◆ EXERCISE DIRECTIONS: Please give the number of lines in the records below that include "EngineOptions", with no other output.

◆ DATA FOR REVIEW:
============

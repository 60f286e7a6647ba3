//! Supported currencies and the per-currency sending limits

use std::fmt::{self, Display};
use std::str::FromStr;
use thiserror::Error;

/// Static metadata for a supported currency.
#[derive(Debug, PartialEq)]
pub struct Currency {
    pub country: &'static str,
    pub code: &'static str,
    pub name: &'static str,
    /// Largest amount that may be sent from this currency.
    pub max_send_amount: f64,
    /// Identifier of the flag asset used by frontends.
    pub flag: &'static str,
}

static CURRENCIES: [Currency; 4] = [
    Currency {
        country: "Poland",
        code: "PLN",
        name: "Polish zloty",
        max_send_amount: 20000.0,
        flag: "flag_pol",
    },
    Currency {
        country: "Germany",
        code: "EUR",
        name: "Euro",
        max_send_amount: 5000.0,
        flag: "flag_ger",
    },
    Currency {
        country: "Great Britain",
        code: "GBP",
        name: "British Pound",
        max_send_amount: 1000.0,
        flag: "flag_eng",
    },
    Currency {
        country: "Ukraine",
        code: "UAH",
        name: "Hrivna",
        max_send_amount: 50000.0,
        flag: "flag_uah",
    },
];

static BUILTIN: CurrencyRegistry = CurrencyRegistry {
    currencies: &CURRENCIES,
};

#[derive(Error, Debug, Clone, PartialEq, Eq)]
pub enum RegistryError {
    #[error("Unknown currency code: {0}")]
    UnknownCurrency(String),
}

/// The requested amount is above what the sending currency allows.
#[derive(Error, Debug, Clone, PartialEq)]
#[error("Maximum sending amount: {max} {code}")]
pub struct LimitExceeded {
    pub code: CurrencyCode,
    pub max: f64,
    pub requested: f64,
}

/// A code known to be present in the registry.
///
/// Values can only be obtained through [`CurrencyRegistry`], so holding one
/// means the currency metadata is always available.
#[derive(Debug, Clone, Copy)]
pub struct CurrencyCode(&'static Currency);

impl CurrencyCode {
    pub fn as_str(&self) -> &'static str {
        self.0.code
    }

    pub fn currency(&self) -> &'static Currency {
        self.0
    }

    pub fn max_send_amount(&self) -> f64 {
        self.0.max_send_amount
    }

    /// Limit policy: only the sending side of a conversion is capped.
    pub fn check_send_limit(&self, amount: f64) -> Result<(), LimitExceeded> {
        let max = self.max_send_amount();
        if amount > max {
            return Err(LimitExceeded {
                code: *self,
                max,
                requested: amount,
            });
        }
        Ok(())
    }
}

impl PartialEq for CurrencyCode {
    fn eq(&self, other: &Self) -> bool {
        self.0.code == other.0.code
    }
}

impl Eq for CurrencyCode {}

impl Display for CurrencyCode {
    fn fmt(&self, f: &mut fmt::Formatter<'_>) -> fmt::Result {
        f.write_str(self.0.code)
    }
}

impl FromStr for CurrencyCode {
    type Err = RegistryError;

    fn from_str(s: &str) -> Result<Self, Self::Err> {
        CurrencyRegistry::builtin().lookup(s)
    }
}

/// Closed set of currencies the converter supports.
#[derive(Debug)]
pub struct CurrencyRegistry {
    currencies: &'static [Currency],
}

impl CurrencyRegistry {
    pub fn builtin() -> &'static CurrencyRegistry {
        &BUILTIN
    }

    pub fn lookup(&'static self, code: &str) -> Result<CurrencyCode, RegistryError> {
        self.currencies
            .iter()
            .find(|c| c.code == code)
            .map(CurrencyCode)
            .ok_or_else(|| RegistryError::UnknownCurrency(code.to_string()))
    }

    /// Currencies in registry order.
    pub fn iter(&'static self) -> impl Iterator<Item = CurrencyCode> {
        self.currencies.iter().map(CurrencyCode)
    }

    /// Pair a fresh converter starts with: PLN into UAH.
    pub fn default_pair(&'static self) -> (CurrencyCode, CurrencyCode) {
        (CurrencyCode(&CURRENCIES[0]), CurrencyCode(&CURRENCIES[3]))
    }

    pub fn len(&self) -> usize {
        self.currencies.len()
    }

    pub fn is_empty(&self) -> bool {
        self.currencies.is_empty()
    }
}
use crate::core::config::AppConfig;
use anyhow::{Context, Result};
use std::path::Path;

const EXAMPLE_CONFIG: &str = include_str!("../../docs/example_config.yaml");

/// Creates a default configuration file with example content at the default location
pub fn setup() -> Result<()> {
    setup_at_path(AppConfig::default_config_path()?)
}

/// Creates a default configuration file with example content at the specified path
pub fn setup_at_path<P: AsRef<Path>>(path: P) -> Result<()> {
    let path = path.as_ref();

    if path.exists() {
        anyhow::bail!("Configuration file already exists at {}", path.display());
    }

    if let Some(parent) = path.parent() {
        std::fs::create_dir_all(parent)
            .with_context(|| format!("Failed to create directory: {}", parent.display()))?;
    }

    std::fs::write(path, EXAMPLE_CONFIG)
        .with_context(|| format!("Failed to write config file to {}", path.display()))?;

    tracing::info!("Created default configuration at {}", path.display());
    println!("Created default configuration at {}", path.display());
    Ok(())
}
use crate::core::currency::CurrencyCode;
use crate::core::engine::EngineOptions;
use anyhow::{Context, Result};
use directories::ProjectDirs;
use serde::{Deserialize, Serialize};
use std::time::Duration;
use std::{fs, path::PathBuf};
use tracing::debug;

#[derive(Debug, Deserialize, Serialize, Clone, PartialEq)]
#[serde(default)]
pub struct GatewayConfig {
    pub base_url: String,
    /// Whole-request timeout applied by the HTTP client.
    pub timeout_secs: u64,
    /// Extra attempts for transient failures.
    pub retries: usize,
    pub retry_delay_ms: u64,
}

impl Default for GatewayConfig {
    fn default() -> Self {
        GatewayConfig {
            base_url: "https://my.transfergo.com".to_string(),
            timeout_secs: 10,
            retries: 1,
            retry_delay_ms: 250,
        }
    }
}

#[derive(Debug, Deserialize, Serialize, Clone, PartialEq)]
#[serde(default)]
pub struct ConnectivityConfig {
    pub probe_interval_secs: u64,
    pub probe_timeout_ms: u64,
}

impl Default for ConnectivityConfig {
    fn default() -> Self {
        ConnectivityConfig {
            probe_interval_secs: 5,
            probe_timeout_ms: 1500,
        }
    }
}

#[derive(Debug, Deserialize, Serialize, Clone, PartialEq)]
#[serde(default)]
pub struct EngineConfig {
    /// Pause after typing before a quote is requested, `0` disables.
    pub debounce_ms: u64,
    pub default_from: String,
    pub default_to: String,
    pub default_amount: String,
}

impl Default for EngineConfig {
    fn default() -> Self {
        EngineConfig {
            debounce_ms: 400,
            default_from: "PLN".to_string(),
            default_to: "UAH".to_string(),
            default_amount: "300.00".to_string(),
        }
    }
}

impl EngineConfig {
    pub fn to_options(&self) -> Result<EngineOptions> {
        let from: CurrencyCode = self
            .default_from
            .parse()
            .context("Invalid engine.default_from")?;
        let to: CurrencyCode = self
            .default_to
            .parse()
            .context("Invalid engine.default_to")?;
        Ok(EngineOptions {
            from,
            to,
            amount_from: self.default_amount.clone(),
            debounce: (self.debounce_ms > 0).then(|| Duration::from_millis(self.debounce_ms)),
        })
    }
}

#[derive(Debug, Deserialize, Serialize, Clone, Default, PartialEq)]
#[serde(default)]
pub struct AppConfig {
    pub gateway: GatewayConfig,
    pub connectivity: ConnectivityConfig,
    pub engine: EngineConfig,
}

impl AppConfig {
    /// Loads the config from the default location, falling back to defaults
    /// when no file exists there.
    pub fn load() -> Result<Self> {
        debug!("Loading default config");
        let config_path = Self::default_config_path()?;
        if !config_path.exists() {
            debug!(path = %config_path.display(), "No config file, using defaults");
            return Ok(Self::default());
        }
        Self::load_from_path(&config_path)
    }

    pub fn default_config_path() -> Result<PathBuf> {
        let proj_dirs = ProjectDirs::from("", "", "xfx")
            .context("Could not determine project directories")?;
        Ok(proj_dirs.config_dir().join("config.yaml"))
    }

    pub fn load_from_path<P: AsRef<std::path::Path>>(path: P) -> Result<Self> {
        let config_str = fs::read_to_string(path.as_ref())
            .with_context(|| format!("Failed to read config file: {}", path.as_ref().display()))?;

        let config: Self = serde_yaml::from_str(&config_str)
            .with_context(|| format!("Failed to parse config file: {}", path.as_ref().display()))?;
        debug!("Successfully loaded config");
        Ok(config)
    }
}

============

◆ OUTPUT OF THE TASK: 3